Les associations militantes et humanitaires
Le commerce équitable a commencé par des actions militantes d’associations humanitaires comme le SOS Wereldhandel aux Pays-Bas et OXFAM en Grande Bretagne. Il existe trois types d’associations qui s’occupent du CE : Les associations humanistes religieuses qui associent ONG et églises. Elles sont fortement développées dans des pays à culture protestante comme les Pays Bas, la Suisse, le Royaume Uni ou l’Allemagne ; Les associations « tiers-mondiste » qui associent ONG, syndicats, partis politiques et groupes militants de gauche ; Les associations qui souhaitent promouvoir le développement durable dans l’esprit du Sommet de Rio. Les motivations et les actions de ces associations diffèrent : il y a d’abord ceux qui s’impliquent dans l’organisation des filières commerciales et la diffusion des produits à travers des magasins spécialisés et reconnus. Ensuite, ceux qui se contentent de promouvoir le concept. Ils existent encore d’autres associations qui utilisent juste le commerce équitable pour défendre des idées politiques qui tendent à remettre en cause les règles du commerce international et à dénoncer ses effets négatifs sur les populations des pays en développements. Enfin, il existe des associations regroupant « une bande de copains » dont la seule vocation est de servir de support juridique à une activité commerciale d’importation et de revente d’objets artisanaux du Sud. Cet aspect s’apparente plus à une volonté de suivre la « tendance ».

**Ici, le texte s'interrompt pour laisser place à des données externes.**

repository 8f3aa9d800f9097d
//! Language registry: display name → locale code.

use serde::Serialize;

#[derive(Debug, Clone, Copy, PartialEq, Eq, Serialize)]
pub struct LanguageProfile {
    pub display_name: &'static str,
    pub locale_code: &'static str,
}

/// Profile every unknown display name falls back to.
pub const DEFAULT_PROFILE: LanguageProfile = LanguageProfile {
    display_name: "English",
    locale_code: "en-US",
};

const PROFILES: &[LanguageProfile] = &[
    DEFAULT_PROFILE,
    LanguageProfile {
        display_name: "Hindi",
        locale_code: "hi-IN",
    },
    LanguageProfile {
        display_name: "Kannada",
        locale_code: "kn-IN",
    },
    LanguageProfile {
        display_name: "Tamil",
        locale_code: "ta-IN",
    },
    LanguageProfile {
        display_name: "Telugu",
        locale_code: "te-IN",
    },
    LanguageProfile {
        display_name: "Bengali",
        locale_code: "bn-IN",
    },
    LanguageProfile {
        display_name: "Marathi",
        locale_code: "mr-IN",
    },
    LanguageProfile {
        display_name: "Gujarati",
        locale_code: "gu-IN",
    },
    LanguageProfile {
        display_name: "Malayalam",
        locale_code: "ml-IN",
    },
];

/// All supported languages, in the order the language picker shows them.
pub fn profiles() -> &'static [LanguageProfile] {
    PROFILES
}

/// Look up a profile by display name ("Hindi", "hindi", " HINDI ").
/// Unknown names resolve to [`DEFAULT_PROFILE`].
pub fn profile_for(display_name: &str) -> LanguageProfile {
    let wanted = display_name.trim();
    PROFILES
        .iter()
        .find(|p| p.display_name.eq_ignore_ascii_case(wanted))
        .copied()
        .unwrap_or(DEFAULT_PROFILE)
}

pub fn locale_for(display_name: &str) -> &'static str {
    profile_for(display_name).locale_code
}
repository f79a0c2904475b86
//! Backend library modules.

pub mod auth;
pub mod doc;
pub mod domain;
pub mod inbound;
pub mod middleware;
pub mod outbound;
pub mod server;

#[cfg(any(test, feature = "test-support"))]
pub mod test_support;

/// Public OpenAPI surface used by Swagger UI and tooling.
pub use doc::ApiDoc;
pub use middleware::Trace;
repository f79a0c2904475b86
//! Inbound adapters that translate external requests into domain calls while
//! keeping framework details at the edge.

pub mod http;
//! Token signing, password hashing, and secret fingerprinting.

pub mod fingerprint;
pub mod password;
pub mod token;

pub use fingerprint::secret_fingerprint;
pub use password::{PasswordHashError, hash_password, verify_password};
pub use token::{Claims, TokenError, TokenService, from_url_form, to_url_form};
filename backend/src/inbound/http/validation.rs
//! Shared validation helpers for inbound HTTP adapters.
//!
//! Handlers translate domain validation failures into per-field error
//! payloads here so every endpoint reports `details: {field, code}` the same
//! way.

use chrono::{NaiveDate, NaiveDateTime, NaiveTime};
use serde_json::json;

use crate::domain::Error;
use crate::domain::auth::CredentialsValidationError;
use crate::domain::field::FieldValidationError;
use crate::domain::price::PriceValidationError;
use crate::domain::reservation::ReservationValidationError;
use crate::domain::user::UserValidationError;

/// Validation error codes for HTTP request failures.
#[derive(Debug, Clone, Copy, PartialEq, Eq)]
pub(crate) enum ErrorCode {
    EmptyName,
    NameTooLong,
    InvalidEmail,
    InvalidPhoneNumber,
    InvalidNif,
    PasswordTooShort,
    PasswordTooLong,
    InvalidPriceType,
    NonPositivePrice,
    InvalidDate,
    InvalidTime,
    InvalidTimestamp,
    InvalidTimeRange,
    InvalidPeriod,
    InvalidWindow,
    InvalidRecipients,
}

impl ErrorCode {
    fn as_str(self) -> &'static str {
        match self {
            ErrorCode::EmptyName => "empty_name",
            ErrorCode::NameTooLong => "name_too_long",
            ErrorCode::InvalidEmail => "invalid_email",
            ErrorCode::InvalidPhoneNumber => "invalid_phone_number",
            ErrorCode::InvalidNif => "invalid_nif",
            ErrorCode::PasswordTooShort => "password_too_short",
            ErrorCode::PasswordTooLong => "password_too_long",
            ErrorCode::InvalidPriceType => "invalid_price_type",
            ErrorCode::NonPositivePrice => "non_positive_price",
            ErrorCode::InvalidDate => "invalid_date",
            ErrorCode::InvalidTime => "invalid_time",
            ErrorCode::InvalidTimestamp => "invalid_timestamp",
            ErrorCode::InvalidTimeRange => "invalid_time_range",
            ErrorCode::InvalidPeriod => "invalid_period",
            ErrorCode::InvalidWindow => "invalid_window",
            ErrorCode::InvalidRecipients => "invalid_recipients",
        }
    }
}

/// Newtype wrapper for HTTP field names to provide type safety.
#[derive(Debug, Clone, Copy, PartialEq, Eq)]
pub(crate) struct FieldName(&'static str);

impl FieldName {
    pub(crate) const fn new(name: &'static str) -> Self {
        Self(name)
    }

    fn as_str(&self) -> &str {
        self.0
    }
}

/// Builder for validation errors with field context.
struct ValidationError {
    field: String,
    message: String,
}

impl ValidationError {
    fn new(field: impl Into<String>, message: impl Into<String>) -> Self {
        Self {
            field: field.into(),
            message: message.into(),
        }
    }

    fn with_code(self, code: ErrorCode) -> Error {
        Error::invalid_request(self.message).with_details(json!({
            "field": self.field,
            "code": code.as_str(),
        }))
    }

    fn with_value(self, code: ErrorCode, value: impl Into<String>) -> Error {
        Error::invalid_request(self.message).with_details(json!({
            "field": self.field,
            "value": value.into(),
            "code": code.as_str(),
        }))
    }
}

/// Map a user-field validation failure for the named request field.
pub(crate) fn map_user_field_error(field: FieldName, error: &UserValidationError) -> Error {
    let name = field.as_str();
    match error {
        UserValidationError::EmptyName => {
            ValidationError::new(name, format!("{name} must not be empty"))
                .with_code(ErrorCode::EmptyName)
        }
        UserValidationError::NameTooLong { max } => {
            ValidationError::new(name, format!("{name} must be at most {max} characters"))
                .with_code(ErrorCode::NameTooLong)
        }
        UserValidationError::InvalidEmail => {
            ValidationError::new(name, format!("{name} must be a valid email address"))
                .with_code(ErrorCode::InvalidEmail)
        }
        UserValidationError::InvalidPhoneNumber => {
            ValidationError::new(name, format!("{name} must be exactly nine digits"))
                .with_code(ErrorCode::InvalidPhoneNumber)
        }
        UserValidationError::InvalidTaxId => {
            ValidationError::new(name, format!("{name} must be exactly nine digits"))
                .with_code(ErrorCode::InvalidNif)
        }
    }
}

/// Map a credentials validation failure onto the conventional field names.
pub(crate) fn map_credentials_error(error: &CredentialsValidationError) -> Error {
    match error {
        CredentialsValidationError::InvalidEmail => {
            ValidationError::new("email", "email must be a valid email address")
                .with_code(ErrorCode::InvalidEmail)
        }
        CredentialsValidationError::PasswordTooShort { min } => ValidationError::new(
            "password",
            format!("password must be at least {min} characters"),
        )
        .with_code(ErrorCode::PasswordTooShort),
        CredentialsValidationError::PasswordTooLong { max } => ValidationError::new(
            "password",
            format!("password must be at most {max} characters"),
        )
        .with_code(ErrorCode::PasswordTooLong),
    }
}

/// Map a password validation failure for a named field such as `newPassword`.
pub(crate) fn map_password_error(field: FieldName, error: &CredentialsValidationError) -> Error {
    let name = field.as_str();
    match error {
        CredentialsValidationError::PasswordTooShort { min } => {
            ValidationError::new(name, format!("{name} must be at least {min} characters"))
                .with_code(ErrorCode::PasswordTooShort)
        }
        CredentialsValidationError::PasswordTooLong { max } => {
            ValidationError::new(name, format!("{name} must be at most {max} characters"))
                .with_code(ErrorCode::PasswordTooLong)
        }
        CredentialsValidationError::InvalidEmail => {
            ValidationError::new(name, format!("{name} is not valid"))
                .with_code(ErrorCode::InvalidEmail)
        }
    }
}

/// Map a field (pitch) validation failure.
pub(crate) fn map_field_spec_error(error: &FieldValidationError) -> Error {
    match error {
        FieldValidationError::EmptyName => {
            ValidationError::new("name", "name must not be empty").with_code(ErrorCode::EmptyName)
        }
        FieldValidationError::NameTooLong { max } => {
            ValidationError::new("name", format!("name must be at most {max} characters"))
                .with_code(ErrorCode::NameTooLong)
        }
    }
}

/// Map a price validation failure.
pub(crate) fn map_price_spec_error(error: &PriceValidationError) -> Error {
    match error {
        PriceValidationError::InvalidType { value } => ValidationError::new(
            "priceType",
            "priceType must match the weekday/weekend time-band pattern",
        )
        .with_value(ErrorCode::InvalidPriceType, value.clone()),
        PriceValidationError::NonPositiveValue { value } => {
            ValidationError::new("priceValue", "priceValue must be greater than zero")
                .with_value(ErrorCode::NonPositivePrice, value.to_string())
        }
    }
}

pub(crate) fn invalid_recipients_error(message: impl Into<String>) -> Error {
    ValidationError::new("email", message).with_code(ErrorCode::InvalidRecipients)
}

pub(crate) fn parse_date(value: &str, field: FieldName) -> Result<NaiveDate, Error> {
    let name = field.as_str();
    NaiveDate::parse_from_str(value, "%Y-%m-%d").map_err(|_| {
        ValidationError::new(name, format!("{name} must be a YYYY-MM-DD date"))
            .with_value(ErrorCode::InvalidDate, value)
    })
}

pub(crate) fn parse_time(value: &str, field: FieldName) -> Result<NaiveTime, Error> {
    let name = field.as_str();
    NaiveTime::parse_from_str(value, "%H:%M:%S")
        .or_else(|_| NaiveTime::parse_from_str(value, "%H:%M"))
        .map_err(|_| {
            ValidationError::new(name, format!("{name} must be an HH:MM time"))
                .with_value(ErrorCode::InvalidTime, value)
        })
}

pub(crate) fn parse_timestamp(value: &str, field: FieldName) -> Result<NaiveDateTime, Error> {
    let name = field.as_str();
    NaiveDateTime::parse_from_str(value, "%Y-%m-%d %H:%M:%S").map_err(|_| {
        ValidationError::new(
            name,
            format!("{name} must be a YYYY-MM-DD HH:MM:SS timestamp"),
        )
        .with_value(ErrorCode::InvalidTimestamp, value)
    })
}

/// Map a reservation validation failure raised while assembling a request.
pub(crate) fn map_reservation_error(error: &ReservationValidationError) -> Error {
    match error {
        ReservationValidationError::EndNotAfterStart => {
            ValidationError::new("endTime", "endTime must be after initialTime")
                .with_code(ErrorCode::InvalidTimeRange)
        }
        ReservationValidationError::InvalidPeriod { value } => {
            ValidationError::new("period", "period must be one of 1week, 1month, 1year")
                .with_value(ErrorCode::InvalidPeriod, value.clone())
        }
        ReservationValidationError::InvalidWindow { kind, value } => {
            ValidationError::new("window", format!("{kind} window value is not valid"))
                .with_value(ErrorCode::InvalidWindow, value.clone())
        }
    }
}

Les critères du commerce équitable
Les produits du commerce équitable se distinguent des produits du commerce conventionnel par un certains nombres de critères relatifs aux conditions de production et de commercialisation. Ce sont ces critères que les consommateurs de produits équitables recherchent. De leur réelle existence dépend leur décision d’achat et, éventuellement, le paiement d’un prix supérieur au prix moyen du marché. Mais l’information sur ces critères ne peut pas être connus du consommateur luimême directement au contact du produit. Il achètera le produit soit parce qu’il a entendu parler de la marque soit qu’une tierce personne se porte garant de l’origine du produit (rôle du certificateur). Le commerce équitable est basé sur l’idée d’un contrat passé entre les petits producteurs du Sud, généralement organisés en coopérative, et les organisations de commerce équitable du Nord. Comme tout contrat, celui-ci est fondé sur l’engagement des deux parties contractantes à respecter un certain nombre d’obligations librement consenties .Les organisations garantissent les principes du commerce équitable tandis que les petits producteurs s’engagent sur la qualité des produits et les délais de livraison, la démocratie et la transparence, notamment dans l’utilisation des bénéfices du commerce équitable.
Critère d’exigence 1 : « solidaire : travailler en priorité avec les producteurs les plus défavorisés dans une démarche solidaire et durable »
Critères d’exigence 2 : « direct : acheter le plus directement possible pour maximiser la marge du producteur ». Limitation des intermédiaires locaux, régionaux, nationaux, bourses locales, etc.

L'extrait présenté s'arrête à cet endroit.